Do all companies test these things?

Every company that employs commercial vehicle drivers must test their drivers’ overall health. Drivers who don’t pass the DOT exam can’t hold a valid CDL. This requirement is in the best interest of everyone’s safety.

 

Learn More About Sleep and Vision Tests

While every part of the DOT physical exam is necessary, two areas are especially important: the sleep test and vision test.


Sleep tests

Your DOT exam might include a sleep test component. Sleep tests are an important part of truck driver health screenings because OTR driving involves operating your vehicle during non-traditional hours, including long nights on the road. Drivers must be able to get a good night’s sleep so that they are fully rested and alert for extended stretches of driving.

 

The most common sleep-related condition found among truck drivers is sleep apnea. In fact, almost one-third of commercial drivers have some form of this condition. People with sleep apnea have trouble breathing at night, which negatively affects their ability to sleep soundly.

 

Poor sleep leads to fatigue and an inability to concentrate. This puts both the truck driver and other drivers at potentially life-threatening risk, especially if sleep apnea goes undiagnosed or untreated. The Virginia Tech Transportation Institute found that “Truck drivers who have obstructive sleep apnea and who do not attempt to adhere to a mandated treatment program have a fivefold increase in the risk of a severe crash.”

 

Being diagnosed with sleep apnea doesn’t mean you immediately have to give up your CDL. Sleep apnea is treatable (most often with CPAP therapy), so talking through options with your doctor is key. As long as you are actively treating your condition and have the right medical documentation on file with your company, you should be able to continue operating your vehicle safely.


Vision tests

Unsurprisingly, excellent vision is extremely important for truck drivers. You rely on your eyesight to see you through traffic jams, snow, rain, and dark nights — in other words, good vision keeps you safe!

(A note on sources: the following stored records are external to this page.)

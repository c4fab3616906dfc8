//! The method invoker panel.
//!
//! Renders the discovered method list of the inspected component as a set
//! of collapsible entries with per-parameter edit widgets and an Invoke
//! button. All state that must survive redraws (the filter string, the
//! per-entry expand flags, the argument cache, and the last invocation
//! outcome) lives on [`InvokerPanel`]; the target itself is borrowed fresh
//! on every redraw.

use std::fmt;

use bluebell_reflect::{ArgKind, ArgValue, MethodCatalog, MethodInfo, ReflectMethods};

use crate::cache::{ArgumentCache, ParamKey};
use crate::config::PanelConfig;

use super::widgets::WidgetRegistry;

/// Reborrow a loop-local `&mut Option<&mut dyn ReflectMethods>` with a fresh
/// lifetime per call; needed because NLL can't shrink the borrow of
/// `as_deref_mut` to a single loop iteration on its own.
fn reborrow_target<'a>(
    target: &'a mut Option<&mut dyn ReflectMethods>,
) -> Option<&'a mut dyn ReflectMethods> {
    match target {
        Some(r) => Some(&mut **r),
        None => None,
    }
}

/// Outcome of the most recent invocation attempt, shown in the status line.
#[derive(Debug, Clone, PartialEq)]
pub enum InvokeOutcome {
    /// The call happened and produced a value.
    Returned {
        method: &'static str,
        value: ArgValue,
    },
    /// The call happened; the return value was unit or discarded.
    Completed { method: &'static str },
    /// No method matched the collected argument kinds; nothing was called.
    NoMatch { method: &'static str },
}

impl fmt::Display for InvokeOutcome {
    fn fmt(&self, f: &mut fmt::Formatter<'_>) -> fmt::Result {
        match self {
            InvokeOutcome::Returned { method, value } => write!(f, "{method} -> {value}"),
            InvokeOutcome::Completed { method } => write!(f, "{method} invoked"),
            InvokeOutcome::NoMatch { method } => write!(f, "no matching method for {method}"),
        }
    }
}

/// Inspector panel listing and invoking the reflectable methods of the
/// selected component.
pub struct InvokerPanel {
    filter: String,
    /// Expand flag per method entry, index-aligned with the catalog.
    expanded: Vec<bool>,
    cache: ArgumentCache,
    widgets: WidgetRegistry,
    config: PanelConfig,
    last_outcome: Option<InvokeOutcome>,
}

impl InvokerPanel {
    pub fn new() -> Self {
        Self::with_config(PanelConfig::default())
    }

    pub fn with_config(config: PanelConfig) -> Self {
        Self {
            filter: String::new(),
            expanded: Vec::new(),
            cache: ArgumentCache::new(),
            widgets: WidgetRegistry::standard(),
            config,
            last_outcome: None,
        }
    }

    pub fn cache(&self) -> &ArgumentCache {
        &self.cache
    }

    pub fn cache_mut(&mut self) -> &mut ArgumentCache {
        &mut self.cache
    }

    pub fn last_outcome(&self) -> Option<&InvokeOutcome> {
        self.last_outcome.as_ref()
    }

    pub fn is_expanded(&self, index: usize) -> bool {
        self.expanded.get(index).copied().unwrap_or(false)
    }

    pub fn toggle_expanded(&mut self, index: usize) {
        if let Some(flag) = self.expanded.get_mut(index) {
            *flag = !*flag;
        }
    }

    /// Render the panel for the current target.
    ///
    /// The target is re-borrowed every redraw; passing `None` renders the
    /// empty-selection placeholder and clears the cached state.
    pub fn show(&mut self, ui: &mut egui::Ui, mut target: Option<&mut dyn ReflectMethods>) {
        let catalog = MethodCatalog::discover(target.as_deref());
        self.sync(&catalog);

        let Some(type_name) = catalog.type_name() else {
            ui.weak("No target selected");
            return;
        };

        ui.horizontal(|ui| {
            ui.label(egui::RichText::new(type_name).strong());
            ui.weak(format!("{} methods", catalog.methods().len()));
        });
        ui.horizontal(|ui| {
            ui.label("Filter:");
            ui.text_edit_singleline(&mut self.filter);
        });
        ui.separator();

        let target_ref = &mut target;
        egui::ScrollArea::vertical()
            .auto_shrink([false, false])
            .show(ui, |ui| {
                for (index, method) in catalog.methods().iter().enumerate() {
                    // Case-sensitive substring filter, same contract as
                    // MethodCatalog::find_by_name.
                    if !method.name.contains(self.filter.as_str()) {
                        continue;
                    }
                    self.show_entry(ui, &catalog, reborrow_target(target_ref), index, method);
                }
            });

        self.show_status(ui);
    }

    /// Rebind redraw-spanning state to the current catalog.
    ///
    /// Expand flags are keyed by entry index, so they stay valid only while
    /// the method list keeps its identity and count.
    fn sync(&mut self, catalog: &MethodCatalog) {
        let retargeted = self.cache.sync(catalog.type_name());
        if retargeted || self.expanded.len() != catalog.methods().len() {
            self.expanded = vec![false; catalog.methods().len()];
        }
        if retargeted {
            self.last_outcome = None;
            if let Some(type_name) = catalog.type_name() {
                log::debug!(
                    "invoker panel bound to {type_name} ({} methods)",
                    catalog.methods().len()
                );
            }
        }
    }

    fn show_entry(
        &mut self,
        ui: &mut egui::Ui,
        catalog: &MethodCatalog,
        target: Option<&mut dyn ReflectMethods>,
        index: usize,
        method: &'static MethodInfo,
    ) {
        let expanded = self.is_expanded(index);
        ui.horizontal(|ui| {
            let toggle = if expanded { "v" } else { ">" };
            if ui.small_button(toggle).clicked() {
                self.toggle_expanded(index);
            }
            let header = if self.config.show_signatures {
                method.signature()
            } else {
                method.name.to_string()
            };
            ui.label(egui::RichText::new(header).strong());
            if method.is_static {
                ui.weak("static");
            }
            if !method.is_public {
                ui.weak("private");
            }
        });

        if !expanded {
            return;
        }

        ui.indent(egui::Id::new(("invoker_entry", index)), |ui| {
            let mut blocked = false;
            for (position, param) in method.params.iter().enumerate() {
                ui.weak(param.type_name);
                match self.widgets.get(param.kind) {
                    Some(entry) => {
                        let slot = self
                            .cache
                            .slot(ParamKey::new(method.name, position), entry.default);
                        (entry.edit)(slot, param.name, ui);
                    }
                    None => {
                        blocked = true;
                        ui.horizontal(|ui| {
                            ui.label(param.name);
                            ui.weak("(no widget for this type)");
                        });
                    }
                }
            }

            // A parameter without a widget can never satisfy the exact
            // signature match, so the call is blocked up front instead of
            // attempted with a truncated argument list.
            let can_invoke = !blocked && target.is_some();
            if ui
                .add_enabled(can_invoke, egui::Button::new("Invoke"))
                .clicked()
            {
                if let Some(target) = target {
                    self.invoke_with_cached(catalog, target, method);
                }
            }
        });
        ui.separator();
    }

    fn show_status(&self, ui: &mut egui::Ui) {
        let Some(outcome) = &self.last_outcome else {
            return;
        };
        ui.separator();
        match outcome {
            InvokeOutcome::Returned { method, value } => {
                if self.config.show_return_value {
                    ui.label(format!("{method} -> {value}"));
                } else {
                    ui.label(format!("{method} invoked"));
                }
            }
            InvokeOutcome::Completed { method } => {
                ui.label(format!("{method} invoked"));
            }
            InvokeOutcome::NoMatch { method } => {
                ui.weak(format!("no matching method for {method}"));
            }
        }
    }

    /// Collect the cached argument values for `method` in declaration
    /// order, seeding untouched slots with their kind defaults.
    ///
    /// `None` when any parameter has no registered widget strategy; such a
    /// method cannot be invoked from the panel.
    pub fn collect_args(&mut self, method: &MethodInfo) -> Option<Vec<ArgValue>> {
        let mut args = Vec::with_capacity(method.params.len());
        for (position, param) in method.params.iter().enumerate() {
            let entry = self.widgets.get(param.kind)?;
            let slot = self
                .cache
                .slot(ParamKey::new(method.name, position), entry.default);
            args.push(slot.clone());
        }
        Some(args)
    }

    /// Invoke `method` on `target` with the cached argument values and
    /// record the outcome for the status line.
    pub fn invoke_with_cached(
        &mut self,
        catalog: &MethodCatalog,
        target: &mut dyn ReflectMethods,
        method: &'static MethodInfo,
    ) {
        let outcome = match self.collect_args(method) {
            None => InvokeOutcome::NoMatch {
                method: method.name,
            },
            Some(args) => {
                let kinds: Vec<ArgKind> = args.iter().map(ArgValue::kind).collect();
                if catalog.resolve(method.name, &kinds).is_none() {
                    InvokeOutcome::NoMatch {
                        method: method.name,
                    }
                } else {
                    match catalog.invoke(target, method.name, &args) {
                        Some(value) => InvokeOutcome::Returned {
                            method: method.name,
                            value,
                        },
                        None => InvokeOutcome::Completed {
                            method: method.name,
                        },
                    }
                }
            }
        };
        if self.config.log_invocations {
            log::info!("{outcome}");
        }
        self.last_outcome = Some(outcome);
    }
}

impl Default for InvokerPanel {
    fn default() -> Self {
        Self::new()
    }
}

The current FMCSA lists its vision standards as follows:

  • 20/40 acuity in each eye, with or without corrective lenses
  • at least 70 degrees peripheral vision
  • the ability to recognize the colors of standard traffic signals

 

Drivers don’t need to have naturally good eyesight to pass the DOT exam, but they do need to have corrective vision (whether glasses or contact lenses) with up-to-date prescriptions. Regular vision screenings between DOT exams will help ensure your prescription is always right.

someone out of frame pointing at a letter on an eye exam test

Taking your health seriously isn’t just good for you in the long run; it’s good for your truck-driving career, too. Make a habit of addressing any medical concerns in between DOT exams and you’re on your way to always passing with flying colors.